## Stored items
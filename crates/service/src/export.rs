//! Product catalogue export to XLSX for the back office.

use std::collections::HashMap;
use std::io::Cursor;

use uuid::Uuid;

use models::{category, product};

use crate::errors::ServiceError;

pub const HEADERS: [&str; 8] = ["Name", "Slug", "Category", "Price", "Stock", "Featured", "Active", "Created At"];

const COLUMNS: [&str; 8] = ["A", "B", "C", "D", "E", "F", "G", "H"];
const SHEET: &str = "Sheet1";

fn yes_no(v: bool) -> &'static str { if v { "Yes" } else { "No" } }

/// One header row, then one row per product in the given order.
///
/// Blocking: call from `spawn_blocking` inside async code.
pub fn export_products_xlsx(products: &[product::Model], categories: &[category::Model]) -> Result<Vec<u8>, ServiceError> {
    let names: HashMap<Uuid, &str> = categories.iter().map(|c| (c.id, c.name.as_str())).collect();

    let mut book = umya_spreadsheet::new_file();
    let sheet = book
        .get_sheet_by_name_mut(SHEET)
        .ok_or_else(|| ServiceError::Export("default worksheet missing".into()))?;

    for (col, header) in COLUMNS.iter().zip(HEADERS) {
        sheet.get_cell_mut(format!("{col}1").as_str()).set_value(header);
    }
    for (idx, p) in products.iter().enumerate() {
        let row = idx + 2;
        let category = p.category_id.and_then(|id| names.get(&id).copied()).unwrap_or("");
        sheet.get_cell_mut(format!("A{row}").as_str()).set_value(p.name.clone());
        sheet.get_cell_mut(format!("B{row}").as_str()).set_value(p.slug.clone());
        sheet.get_cell_mut(format!("C{row}").as_str()).set_value(category);
        sheet.get_cell_mut(format!("D{row}").as_str()).set_value_number(p.price as f64);
        sheet.get_cell_mut(format!("E{row}").as_str()).set_value_number(f64::from(p.stock));
        sheet.get_cell_mut(format!("F{row}").as_str()).set_value(yes_no(p.is_featured));
        sheet.get_cell_mut(format!("G{row}").as_str()).set_value(yes_no(p.is_active));
        sheet
            .get_cell_mut(format!("H{row}").as_str())
            .set_value(p.created_at.format("%Y-%m-%d %H:%M").to_string());
    }

    let mut out = Cursor::new(Vec::new());
    umya_spreadsheet::writer::xlsx::write_writer(&book, &mut out).map_err(|e| ServiceError::Export(e.to_string()))?;
    Ok(out.into_inner())
}
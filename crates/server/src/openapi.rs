use utoipa::OpenApi;
use utoipa::ToSchema;

#[derive(ToSchema)]
pub struct HealthResponse { pub status: String }

#[derive(utoipa::ToSchema)]
pub struct LoginRequest { pub email: String, pub password: String }

#[derive(OpenApi)]
#[openapi(
    paths(
        crate::routes::health,
        crate::routes::auth::login,
        crate::routes::auth::logout,
        crate::routes::auth::me,
        crate::routes::catalog::list_products,
        crate::routes::catalog::featured_products,
        crate::routes::catalog::get_product,
        crate::routes::catalog::whatsapp_link,
        crate::routes::catalog::list_categories,
        crate::routes::catalog::get_category,
        crate::routes::catalog::list_attributes,
        crate::routes::content::list_published_news,
        crate::routes::content::get_published_news,
        crate::routes::content::list_active_testimonials,
        crate::routes::content::get_company,
        crate::routes::content::get_setting,
        crate::routes::catalog::admin_list_products,
        crate::routes::catalog::admin_create_product,
        crate::routes::catalog::admin_update_product,
        crate::routes::catalog::admin_delete_product,
        crate::routes::catalog::admin_adjust_stock,
        crate::routes::catalog::admin_create_category,
        crate::routes::catalog::admin_delete_category,
        crate::routes::catalog::admin_create_attribute,
        crate::routes::content::admin_create_news,
        crate::routes::content::admin_update_news,
        crate::routes::content::admin_put_company,
        crate::routes::content::admin_put_setting,
        crate::routes::media::list_media,
        crate::routes::media::upload_media,
        crate::routes::media::update_alt_text,
        crate::routes::media::delete_media,
        crate::routes::media::sync_media,
        crate::routes::media::list_objects,
        crate::routes::media::transfer_object,
        crate::routes::media::delete_object,
        crate::routes::export::export_products,
    ),
    components(
        schemas(
            HealthResponse,
            LoginRequest,
            crate::routes::auth::LoginOutput,
            crate::routes::auth::MeOutput,
            crate::routes::catalog::WhatsappLink,
            crate::routes::catalog::StockAdjustment,
            crate::routes::content::SettingValue,
            crate::routes::content::SettingWrite,
            crate::routes::media::AltTextUpdate,
            crate::routes::media::TransferRequest,
        )
    ),
    tags(
        (name = "health"),
        (name = "auth"),
        (name = "storefront"),
        (name = "admin")
    )
)]
pub struct ApiDoc;
use sea_orm::entity::prelude::*;
use serde::{Deserialize, Serialize};

use crate::errors::ModelError;
use crate::{category, validation};

#[derive(Clone, Debug, PartialEq, DeriveEntityModel, Serialize, Deserialize)]
#[sea_orm(table_name = "products")]
pub struct Model {
    #[sea_orm(primary_key, auto_increment = false)]
    pub id: Uuid,
    pub name: String,
    #[sea_orm(unique)]
    pub slug: String,
    pub description: Option<String>,
    /// Whole rupiah.
    pub price: i64,
    pub stock: i32,
    pub category_id: Option<Uuid>,
    pub color_id: Option<Uuid>,
    pub cap_pattern_id: Option<Uuid>,
    pub tiedye_pattern_id: Option<Uuid>,
    pub image_url: Option<String>,
    /// JSON array of additional image URLs.
    pub gallery: Json,
    pub is_featured: bool,
    pub is_active: bool,
    pub created_at: DateTimeWithTimeZone,
    pub updated_at: DateTimeWithTimeZone,
}

#[derive(Copy, Clone, Debug, EnumIter)]
pub enum Relation {
    Category,
}

impl RelationTrait for Relation {
    fn def(&self) -> RelationDef {
        match self {
            Relation::Category => Entity::belongs_to(category::Entity)
                .from(Column::CategoryId)
                .to(category::Column::Id)
                .into(),
        }
    }
}

impl Related<category::Entity> for Entity {
    fn to() -> RelationDef { Relation::Category.def() }
}

impl ActiveModelBehavior for ActiveModel {}

impl Model {
    /// Gallery URLs; non-string entries are skipped.
    pub fn gallery_urls(&self) -> Vec<String> {
        self.gallery
            .as_array()
            .map(|items| items.iter().filter_map(|v| v.as_str().map(str::to_string)).collect())
            .unwrap_or_default()
    }

    pub fn in_stock(&self) -> bool { self.stock > 0 }
}

pub fn validate_name(name: &str) -> Result<String, ModelError> {
    validation::required_text("name", name, 200)
}

pub fn validate_price(price: i64) -> Result<i64, ModelError> {
    if price < 0 {
        return Err(ModelError::Validation("price must be >= 0".into()));
    }
    Ok(price)
}

pub fn validate_stock(stock: i32) -> Result<i32, ModelError> {
    if stock < 0 {
        return Err(ModelError::Validation("stock must be >= 0".into()));
    }
    Ok(stock)
}

/// Normalize gallery input into a JSON array of http(s) URLs.
pub fn gallery_json(urls: &[String]) -> Result<Json, ModelError> {
    let mut out = Vec::with_capacity(urls.len());
    for url in urls {
        if let Some(u) = validation::optional_url("gallery", Some(url))? {
            out.push(Json::String(u));
        }
    }
    Ok(Json::Array(out))
}

#[cfg(test)]
mod tests {
    use super::*;

    #[test]
    fn negative_price_and_stock_rejected() {
        assert!(validate_price(-1).is_err());
        assert_eq!(validate_price(0).unwrap(), 0);
        assert!(validate_stock(-5).is_err());
    }

    #[test]
    fn gallery_drops_blanks_and_rejects_relative_urls() {
        let json = gallery_json(&["https://cdn/a.jpg".into(), "  ".into()]).unwrap();
        assert_eq!(json, serde_json::json!(["https://cdn/a.jpg"]));
        assert!(gallery_json(&["/a.jpg".into()]).is_err());
    }
}
use sea_orm::entity::prelude::*;
use serde::{Deserialize, Serialize};

use crate::errors::ModelError;

#[derive(Clone, Debug, PartialEq, DeriveEntityModel, Serialize, Deserialize)]
#[sea_orm(table_name = "settings")]
pub struct Model {
    #[sea_orm(primary_key, auto_increment = false)]
    pub key: String,
    pub value: Json,
    pub updated_at: DateTimeWithTimeZone,
}

#[derive(Copy, Clone, Debug, EnumIter, DeriveRelation)]
pub enum Relation {}

impl ActiveModelBehavior for ActiveModel {}

/// Keys are lowercase `[a-z0-9_.-]`, up to 128 characters.
pub fn validate_key(key: &str) -> Result<(), ModelError> {
    let ok = !key.is_empty()
        && key.len() <= 128
        && key.chars().all(|c| c.is_ascii_lowercase() || c.is_ascii_digit() || matches!(c, '_' | '.' | '-'));
    if !ok {
        return Err(ModelError::Validation(format!("invalid setting key '{key}'")));
    }
    Ok(())
}

#[cfg(test)]
mod tests {
    use super::*;

    #[test]
    fn key_charset() {
        assert!(validate_key("hero.banner_title").is_ok());
        assert!(validate_key("shipping-fee").is_ok());
        assert!(validate_key("Hero").is_err());
        assert!(validate_key("a b").is_err());
        assert!(validate_key("").is_err());
    }
}
use serde::{Deserialize, Serialize};

#[derive(Serialize, Deserialize, Debug)]
pub struct Health {
    pub status: &'static str,
}

/// Page envelope returned by paginated listings.
#[derive(Serialize, Deserialize, Debug, Clone)]
pub struct Page<T> {
    pub items: Vec<T>,
    pub page: u32,
    pub per_page: u32,
    pub total: u64,
}
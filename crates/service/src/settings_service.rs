//! Key/value site settings with a read-through in-process cache.

use std::time::Duration;

use chrono::Utc;
use moka::future::Cache;
use sea_orm::{sea_query::OnConflict, DatabaseConnection, EntityTrait, QueryOrder, Set};
use serde_json::Value as Json;
use tracing::debug;

use models::setting;

use crate::errors::ServiceError;

const CACHE_CAPACITY: u64 = 1_000;
const CACHE_TTL: Duration = Duration::from_secs(300);

/// Settings access for handlers. Cloning shares the cache.
#[derive(Clone)]
pub struct SettingsStore {
    db: DatabaseConnection,
    cache: Cache<String, setting::Model>,
}

impl SettingsStore {
    pub fn new(db: DatabaseConnection) -> Self {
        let cache = Cache::builder().max_capacity(CACHE_CAPACITY).time_to_live(CACHE_TTL).build();
        Self { db, cache }
    }

    pub async fn list_settings(&self) -> Result<Vec<setting::Model>, ServiceError> {
        Ok(setting::Entity::find().order_by_asc(setting::Column::Key).all(&self.db).await?)
    }

    pub async fn get_setting(&self, key: &str) -> Result<setting::Model, ServiceError> {
        setting::validate_key(key)?;
        if let Some(hit) = self.cache.get(key).await {
            debug!(%key, "settings cache hit");
            return Ok(hit);
        }
        let found = setting::Entity::find_by_id(key.to_string())
            .one(&self.db)
            .await?
            .ok_or_else(|| ServiceError::not_found("setting"))?;
        self.cache.insert(key.to_string(), found.clone()).await;
        Ok(found)
    }

    /// Insert or replace the value under `key`.
    pub async fn set_setting(&self, key: &str, value: Json) -> Result<setting::Model, ServiceError> {
        setting::validate_key(key)?;
        let am = setting::ActiveModel {
            key: Set(key.to_string()),
            value: Set(value),
            updated_at: Set(Utc::now().into()),
        };
        setting::Entity::insert(am)
            .on_conflict(
                OnConflict::column(setting::Column::Key)
                    .update_columns([setting::Column::Value, setting::Column::UpdatedAt])
                    .to_owned(),
            )
            .exec(&self.db)
            .await?;
        self.cache.invalidate(key).await;
        self.get_setting(key).await
    }

    pub async fn delete_setting(&self, key: &str) -> Result<(), ServiceError> {
        setting::validate_key(key)?;
        let res = setting::Entity::delete_by_id(key.to_string()).exec(&self.db).await?;
        self.cache.invalidate(key).await;
        if res.rows_affected == 0 {
            return Err(ServiceError::not_found("setting"));
        }
        Ok(())
    }
}
use crate::db::connect;
use crate::{category, product, media_library, setting};
use sea_orm::{DatabaseConnection, EntityTrait, ActiveModelTrait, Set, QueryFilter, ColumnTrait, ModelTrait};
use anyhow::Result;
use chrono::Utc;
use migration::MigratorTrait;
use uuid::Uuid;

/// DB tests run only when a database is configured and not explicitly skipped.
fn db_tests_enabled() -> bool {
    std::env::var("SKIP_DB_TESTS").is_err() && std::env::var("DATABASE_URL").is_ok()
}

async fn setup_test_db() -> Result<DatabaseConnection> {
    let db = connect().await?;
    migration::Migrator::up(&db, None).await?;
    Ok(db)
}

async fn insert_category(db: &DatabaseConnection, name: &str) -> Result<category::Model> {
    let now = Utc::now().into();
    let am = category::ActiveModel {
        id: Set(Uuid::new_v4()),
        name: Set(name.to_string()),
        slug: Set(format!("cat-{}", Uuid::new_v4())),
        description: Set(None),
        image_url: Set(None),
        created_at: Set(now),
        updated_at: Set(now),
    };
    Ok(am.insert(db).await?)
}

#[tokio::test]
async fn test_category_delete_nulls_product_reference() -> Result<()> {
    if !db_tests_enabled() { return Ok(()); }
    let db = setup_test_db().await?;

    let cat = insert_category(&db, "Batik Tulis").await?;
    let now = Utc::now().into();
    let prod = product::ActiveModel {
        id: Set(Uuid::new_v4()),
        name: Set("Kain Parang".into()),
        slug: Set(format!("kain-parang-{}", Uuid::new_v4())),
        description: Set(None),
        price: Set(350_000),
        stock: Set(4),
        category_id: Set(Some(cat.id)),
        color_id: Set(None),
        cap_pattern_id: Set(None),
        tiedye_pattern_id: Set(None),
        image_url: Set(None),
        gallery: Set(serde_json::json!([])),
        is_featured: Set(false),
        is_active: Set(true),
        created_at: Set(now),
        updated_at: Set(now),
    }
    .insert(&db)
    .await?;

    let related = cat.find_related(product::Entity).all(&db).await?;
    assert!(related.iter().any(|p| p.id == prod.id));

    category::Entity::delete_by_id(cat.id).exec(&db).await?;
    let after = product::Entity::find_by_id(prod.id).one(&db).await?.expect("product survives");
    assert_eq!(after.category_id, None);

    product::Entity::delete_by_id(prod.id).exec(&db).await?;
    Ok(())
}

#[tokio::test]
async fn test_media_library_bucket_path_unique() -> Result<()> {
    if !db_tests_enabled() { return Ok(()); }
    let db = setup_test_db().await?;

    let path = format!("tests/{}.png", Uuid::new_v4());
    let row = |id: Uuid| media_library::ActiveModel {
        id: Set(id),
        bucket: Set("images".into()),
        path: Set(path.clone()),
        file_name: Set("a.png".into()),
        public_url: Set(format!("http://localhost/storage/images/{path}")),
        mime_type: Set(Some("image/png".into())),
        size_bytes: Set(10),
        alt_text: Set(None),
        created_at: Set(Utc::now().into()),
    };
    let first = row(Uuid::new_v4()).insert(&db).await?;
    assert!(row(Uuid::new_v4()).insert(&db).await.is_err());

    media_library::Entity::delete_by_id(first.id).exec(&db).await?;
    Ok(())
}

#[tokio::test]
async fn test_setting_json_round_trip() -> Result<()> {
    if !db_tests_enabled() { return Ok(()); }
    let db = setup_test_db().await?;

    let key = format!("test.{}", Uuid::new_v4().simple());
    setting::ActiveModel {
        key: Set(key.clone()),
        value: Set(serde_json::json!({"banner": "Diskon 20%", "visible": true})),
        updated_at: Set(Utc::now().into()),
    }
    .insert(&db)
    .await?;

    let found = setting::Entity::find()
        .filter(setting::Column::Key.eq(key.clone()))
        .one(&db)
        .await?
        .expect("setting stored");
    assert_eq!(found.value["visible"], serde_json::json!(true));

    setting::Entity::delete_by_id(key).exec(&db).await?;
    Ok(())
}
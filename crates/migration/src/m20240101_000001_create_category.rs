//! Create `categories` table.
//!
//! Product groupings shown as storefront navigation.
use sea_orm_migration::{prelude::*, schema::*};

#[derive(DeriveMigrationName)]
pub struct Migration;

#[async_trait::async_trait]
impl MigrationTrait for Migration {
    async fn up(&self, manager: &SchemaManager) -> Result<(), DbErr> {
        manager
            .create_table(
                Table::create()
                    .table(Categories::Table)
                    .if_not_exists()
                    .col(uuid(Categories::Id).primary_key())
                    .col(string_len(Categories::Name, 128).not_null())
                    .col(string_len(Categories::Slug, 160).unique_key().not_null())
                    .col(text_null(Categories::Description))
                    .col(string_len_null(Categories::ImageUrl, 1024))
                    .col(timestamp_with_time_zone(Categories::CreatedAt).not_null())
                    .col(timestamp_with_time_zone(Categories::UpdatedAt).not_null())
                    .to_owned(),
            )
            .await
    }

    async fn down(&self, manager: &SchemaManager) -> Result<(), DbErr> {
        manager.drop_table(Table::drop().table(Categories::Table).to_owned()).await
    }
}

#[derive(DeriveIden)]
enum Categories { Table, Id, Name, Slug, Description, ImageUrl, CreatedAt, UpdatedAt }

## Exercise description
For every line above in which the string "skipped" appears, add one; please give the final count and nothing else.

## Finished exercise
2